Content starts

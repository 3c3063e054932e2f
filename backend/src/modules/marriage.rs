//! Marriage market
//!
//! Single adult males bid on single adult females. Each male scores a random
//! sample of candidates with a caller-supplied match function; the market
//! pairs them off and every match forms a new family in a new household.

use super::{sample_distinct, ModuleError, YearlyModule};
use crate::config::MarketConfig;
use crate::core::Date;
use crate::market::{
    self, Bid, ClearingReport, MarketError, MarketModel, SellerSnapshot, SellerValue,
};
use crate::models::{Family, Household, MaritalStatus, Person, Sex};
use crate::population::Population;
use crate::repository::{EntityId, Repository};
use crate::rng::RngManager;
use std::sync::Arc;
use tracing::info;

/// Scores a (male, female) pairing; higher is better
pub type MatchScore = dyn Fn(&Person, &Person) -> f64 + Send + Sync;

/// A person as seen by the marriage market
#[derive(Debug, Clone)]
pub struct Candidate {
    pub id: EntityId,
    pub person: Person,
}

pub struct MarriageMarket {
    config: MarketConfig,
    persons: Arc<Repository<Person>>,
    families: Arc<Repository<Family>>,
    households: Arc<Repository<Household>>,
    score: Box<MatchScore>,
    minimum_age: u32,
    rng: RngManager,
    year: u32,
    last_report: Option<ClearingReport>,
}

impl MarriageMarket {
    pub fn new(
        config: MarketConfig,
        population: &Population,
        score: impl Fn(&Person, &Person) -> f64 + Send + Sync + 'static,
    ) -> Self {
        let rng = RngManager::new(config.effective_seed());
        Self {
            config,
            persons: Arc::clone(&population.persons),
            families: Arc::clone(&population.families),
            households: Arc::clone(&population.households),
            score: Box::new(score),
            minimum_age: 16,
            rng,
            year: 0,
            last_report: None,
        }
    }

    pub fn with_minimum_age(mut self, minimum_age: u32) -> Self {
        self.minimum_age = minimum_age;
        self
    }

    /// Report of the most recent clearing cycle
    pub fn last_report(&self) -> Option<&ClearingReport> {
        self.last_report.as_ref()
    }

    fn candidates(&self, sex: Sex) -> Vec<Candidate> {
        self.persons
            .read()
            .iter()
            .filter(|(_, p)| p.living && p.sex == sex && p.age >= self.minimum_age && p.is_single())
            .map(|(id, p)| Candidate {
                id,
                person: p.clone(),
            })
            .collect()
    }

    /// Take `person` out of the family they currently belong to
    fn leave_family(&self, person: EntityId) -> Result<(), MarketError> {
        let family = self.persons.with(person, |p| p.family)?;
        if let Some(family) = family {
            let persons = self.persons.read();
            self.families
                .update(family, |f| f.remove_person(person, &persons))?;
        }
        Ok(())
    }

    fn marry(
        &self,
        person: EntityId,
        spouse: EntityId,
        family: EntityId,
    ) -> Result<(), MarketError> {
        self.persons.update(person, |p| {
            p.spouse = Some(spouse);
            p.marital_status = MaritalStatus::Married;
            p.family = Some(family);
        })?;
        Ok(())
    }
}

impl MarketModel for MarriageMarket {
    type Buyer = Candidate;
    type Seller = Candidate;

    fn name(&self) -> &str {
        &self.config.name
    }

    fn get_buyers(&self, _rng: &mut RngManager) -> Result<Vec<Candidate>, MarketError> {
        Ok(self.candidates(Sex::Male))
    }

    fn get_sellers(&self, _rng: &mut RngManager) -> Result<SellerSnapshot<Candidate>, MarketError> {
        let females = self.candidates(Sex::Female);
        Ok(vec![females.into_iter().map(SellerValue::unpriced).collect()])
    }

    fn select_sellers(
        &self,
        rng: &mut RngManager,
        buyer: &Candidate,
        sellers: &SellerSnapshot<Candidate>,
    ) -> Result<Vec<Vec<Bid>>, MarketError> {
        let Some(females) = sellers.first() else {
            return Ok(Vec::new());
        };
        let bids = sample_distinct(rng, females.len(), self.config.choice_set_size)
            .into_iter()
            .map(|index| {
                let score = (self.score)(&buyer.person, &females[index].unit.person);
                Bid::new(score, index)
            })
            .collect();
        Ok(vec![bids])
    }

    fn resolve_sale(
        &self,
        buyer: &Candidate,
        seller: &Candidate,
        _amount: f64,
    ) -> Result<(), MarketError> {
        self.leave_family(buyer.id)?;
        self.leave_family(seller.id)?;

        let family = self
            .families
            .add(Family::married(buyer.id, seller.id, Date::start_of_year(self.year)))?;
        let household = self.households.add(Household::new(vec![family]))?;
        self.families.update(family, |f| f.household = Some(household))?;

        self.marry(buyer.id, seller.id, family)?;
        self.marry(seller.id, buyer.id, family)
    }
}

impl YearlyModule for MarriageMarket {
    fn name(&self) -> &str {
        &self.config.name
    }

    fn before_first_year(&mut self, _first_year: u32) -> Result<(), ModuleError> {
        self.rng = RngManager::new(self.config.effective_seed());
        Ok(())
    }

    fn execute(&mut self, year: u32) -> Result<(), ModuleError> {
        self.year = year;
        let mut rng = self.rng.clone();
        let result = market::execute(&*self, &mut rng, self.config.max_iterations);
        self.rng = rng;

        let report = result.map_err(|e| ModuleError::new(&self.config.name, "execute", e))?;
        info!(year, marriages = report.matches, "marriage market cleared");
        self.last_report = Some(report);
        Ok(())
    }
}

#[cfg(test)]
mod tests {
    use super::*;

    fn population_with(people: &[(u32, Sex)]) -> (Population, Vec<EntityId>) {
        let population = Population::new().unwrap();
        population.load().unwrap();
        let ids = people
            .iter()
            .map(|&(age, sex)| population.persons.add(Person::new(age, sex)).unwrap())
            .collect();
        (population, ids)
    }

    #[test]
    fn test_minors_and_married_are_excluded() {
        let (population, ids) =
            population_with(&[(30, Sex::Male), (12, Sex::Male), (25, Sex::Female)]);
        population
            .persons
            .update(ids[2], |p| p.marital_status = MaritalStatus::Married)
            .unwrap();

        let market = MarriageMarket::new(MarketConfig::named("marriage"), &population, |_, _| 1.0);
        let males = market.candidates(Sex::Male);
        assert_eq!(males.len(), 1);
        assert_eq!(males[0].id, ids[0]);
        assert!(market.candidates(Sex::Female).is_empty());
    }

    #[test]
    fn test_resolve_sale_forms_family_and_household() {
        let (population, ids) = population_with(&[(30, Sex::Male), (28, Sex::Female)]);
        let mut market =
            MarriageMarket::new(MarketConfig::named("marriage"), &population, |_, _| 1.0);
        YearlyModule::execute(&mut market, 2001).unwrap();

        assert_eq!(market.last_report().unwrap().matches, 1);
        let husband = population.persons.get(ids[0]).unwrap();
        let wife = population.persons.get(ids[1]).unwrap();
        assert_eq!(husband.spouse, Some(ids[1]));
        assert_eq!(wife.spouse, Some(ids[0]));
        assert_eq!(husband.family, wife.family);

        let family = population.families.get(husband.family.unwrap()).unwrap();
        assert_eq!(family.male_head, Some(ids[0]));
        assert_eq!(family.marriage_date, Some(Date::start_of_year(2001)));
        let household = population.households.get(family.household.unwrap()).unwrap();
        assert!(household.is_homeless());
    }
}
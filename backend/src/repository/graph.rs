//! Repository dependency graph
//!
//! Configuration-time wiring of dependent repositories:
//! - Register repositories by unique name
//! - Declare `origin → dependent` edges
//! - Validate acyclicity with Tarjan's SCC algorithm (O(V+E))
//! - Load every repository with its resolved dependents, sinks first
//!
//! Key features:
//! - Deterministic vertex ordering (registration order)
//! - BTreeMap/BTreeSet adjacency for sorted iteration
//! - A cycle is reported as the names of its strongly connected component

use super::{DependentStore, Entity, Repository, RepositoryError, RepositoryHandle};
use std::collections::{BTreeMap, BTreeSet};
use std::sync::Arc;
use tracing::info;

/// One registered repository
struct Node {
    handle: Arc<dyn RepositoryHandle>,
    /// Present when the repository can act as a dependent
    as_dependent: Option<Arc<dyn DependentStore>>,
}

/// Registry of repositories and the dependent edges between them
///
/// # Example
/// ```
/// use std::sync::Arc;
/// use microsim_core_rs::repository::{Entity, EntityId, Repository, RepositoryGraph};
///
/// #[derive(Clone, Default)]
/// struct Person;
/// impl Entity for Person {}
///
/// #[derive(Clone, Default)]
/// struct TaxRecord { owed: i64 }
/// impl Entity for TaxRecord {}
///
/// let persons = Arc::new(Repository::<Person>::new("persons"));
/// let taxes = Arc::new(Repository::<TaxRecord>::new("taxes"));
///
/// let mut graph = RepositoryGraph::new();
/// graph.register(&persons).unwrap();
/// graph.register_dependent(&taxes).unwrap();
/// graph.add_dependency("persons", "taxes").unwrap();
/// graph.load().unwrap();
///
/// let id = persons.add(Person).unwrap();
/// assert!(taxes.contains(id));
/// persons.remove(id).unwrap();
/// assert!(!taxes.contains(EntityId(0)));
/// ```
#[derive(Default)]
pub struct RepositoryGraph {
    /// Name → vertex index (registration order)
    name_to_index: BTreeMap<String, usize>,

    /// Vertex index → node
    nodes: Vec<Node>,

    /// Adjacency: origin_idx → dependent indices
    adj: BTreeMap<usize, BTreeSet<usize>>,
}

impl RepositoryGraph {
    pub fn new() -> Self {
        Self::default()
    }

    /// Register a repository that can only act as an origin
    pub fn register<T: Entity>(
        &mut self,
        repository: &Arc<Repository<T>>,
    ) -> Result<(), RepositoryError> {
        let handle: Arc<dyn RepositoryHandle> = repository.clone();
        self.insert_node(Node {
            handle,
            as_dependent: None,
        })
    }

    /// Register a repository that may also mirror an origin
    pub fn register_dependent<T: Entity + Default>(
        &mut self,
        repository: &Arc<Repository<T>>,
    ) -> Result<(), RepositoryError> {
        let handle: Arc<dyn RepositoryHandle> = repository.clone();
        let as_dependent: Arc<dyn DependentStore> = repository.clone();
        self.insert_node(Node {
            handle,
            as_dependent: Some(as_dependent),
        })
    }

    fn insert_node(&mut self, node: Node) -> Result<(), RepositoryError> {
        let name = node.handle.name().to_string();
        if self.name_to_index.contains_key(&name) {
            return Err(RepositoryError::DuplicateRepository(name));
        }
        self.name_to_index.insert(name, self.nodes.len());
        self.nodes.push(node);
        Ok(())
    }

    /// Declare that `dependent` mirrors creations and removals of `origin`
    pub fn add_dependency(&mut self, origin: &str, dependent: &str) -> Result<(), RepositoryError> {
        let origin_idx = self.index_of(origin)?;
        let dependent_idx = self.index_of(dependent)?;
        if self.nodes[dependent_idx].as_dependent.is_none() {
            return Err(RepositoryError::InvalidArgument {
                repository: dependent.to_string(),
                operation: "add_dependency",
                reason: "repository was not registered as a dependent".to_string(),
            });
        }
        self.adj.entry(origin_idx).or_default().insert(dependent_idx);
        Ok(())
    }

    fn index_of(&self, name: &str) -> Result<usize, RepositoryError> {
        self.name_to_index
            .get(name)
            .copied()
            .ok_or_else(|| RepositoryError::UnknownRepository(name.to_string()))
    }

    pub fn vertex_count(&self) -> usize {
        self.nodes.len()
    }

    pub fn edge_count(&self) -> usize {
        self.adj.values().map(|deps| deps.len()).sum()
    }

    /// Dependents of `origin` (sorted by registration order)
    pub fn dependents_of(&self, origin: &str) -> Result<Vec<String>, RepositoryError> {
        let idx = self.index_of(origin)?;
        Ok(self
            .out_neighbors(idx)
            .into_iter()
            .map(|d| self.nodes[d].handle.name().to_string())
            .collect())
    }

    fn out_neighbors(&self, vertex_idx: usize) -> Vec<usize> {
        self.adj
            .get(&vertex_idx)
            .map(|deps| deps.iter().copied().collect())
            .unwrap_or_default()
    }

    /// Check the graph is acyclic
    ///
    /// Returns vertex indices in load order (every dependent before its origins).
    pub fn validate(&self) -> Result<Vec<usize>, RepositoryError> {
        let sccs = SccFinder::find_sccs(self);
        let mut order = Vec::with_capacity(self.nodes.len());
        for scc in sccs {
            let self_loop = scc.len() == 1 && self.out_neighbors(scc[0]).contains(&scc[0]);
            if scc.len() > 1 || self_loop {
                let mut cycle: Vec<String> = scc
                    .iter()
                    .map(|&v| self.nodes[v].handle.name().to_string())
                    .collect();
                cycle.push(cycle[0].clone());
                return Err(RepositoryError::CyclicDependency { cycle });
            }
            order.push(scc[0]);
        }
        Ok(order)
    }

    /// Validate, then load every repository with its resolved dependents
    pub fn load(&self) -> Result<(), RepositoryError> {
        let order = self.validate()?;
        for v in order {
            let dependents = self
                .out_neighbors(v)
                .into_iter()
                .filter_map(|d| self.nodes[d].as_dependent.clone())
                .collect();
            self.nodes[v].handle.load_with(dependents)?;
        }
        info!(
            repositories = self.vertex_count(),
            edges = self.edge_count(),
            "repository graph loaded"
        );
        Ok(())
    }

    /// Unload every repository
    pub fn unload(&self) {
        for node in &self.nodes {
            node.handle.unload();
        }
    }
}

// ============================================================================
// SCC Finder - Tarjan's Algorithm
// ============================================================================

/// Strongly Connected Component finder using Tarjan's algorithm
///
/// SCCs come out in reverse topological order: a component is emitted only
/// after every component it reaches, so sinks come first.
struct SccFinder;

impl SccFinder {
    fn find_sccs(graph: &RepositoryGraph) -> Vec<Vec<usize>> {
        let n = graph.vertex_count();
        let mut state = TarjanState {
            index: 0,
            indices: vec![None; n],
            lowlinks: vec![0; n],
            on_stack: vec![false; n],
            stack: Vec::new(),
            sccs: Vec::new(),
        };

        // Visit vertices in registration order (deterministic)
        for v in 0..n {
            if state.indices[v].is_none() {
                Self::strongconnect(graph, v, &mut state);
            }
        }
        state.sccs
    }

    fn strongconnect(graph: &RepositoryGraph, v: usize, state: &mut TarjanState) {
        let v_index = state.index;
        state.indices[v] = Some(v_index);
        state.lowlinks[v] = v_index;
        state.index += 1;
        state.stack.push(v);
        state.on_stack[v] = true;

        for w in graph.out_neighbors(v) {
            match state.indices[w] {
                None => {
                    Self::strongconnect(graph, w, state);
                    state.lowlinks[v] = state.lowlinks[v].min(state.lowlinks[w]);
                }
                Some(w_index) if state.on_stack[w] => {
                    state.lowlinks[v] = state.lowlinks[v].min(w_index);
                }
                Some(_) => {}
            }
        }

        // v is a root node: pop its component
        if state.lowlinks[v] == v_index {
            let mut scc = Vec::new();
            while let Some(w) = state.stack.pop() {
                state.on_stack[w] = false;
                scc.push(w);
                if w == v {
                    break;
                }
            }
            scc.sort_unstable();
            state.sccs.push(scc);
        }
    }
}

struct TarjanState {
    index: usize,
    indices: Vec<Option<usize>>,
    lowlinks: Vec<usize>,
    on_stack: Vec<bool>,
    stack: Vec<usize>,
    sccs: Vec<Vec<usize>>,
}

Content ends

**DIRECTIONS:** Print the material above verbatim, first line through the line containing "function; the market", both included.

**ANSWER TO THIS TASK:**
repository 3c3063e054932e2f
filename backend/src/modules/marriage.rs
//! Marriage market
//!
//! Single adult males bid on single adult females. Each male scores a random
//! sample of candidates with a caller-supplied match function; the market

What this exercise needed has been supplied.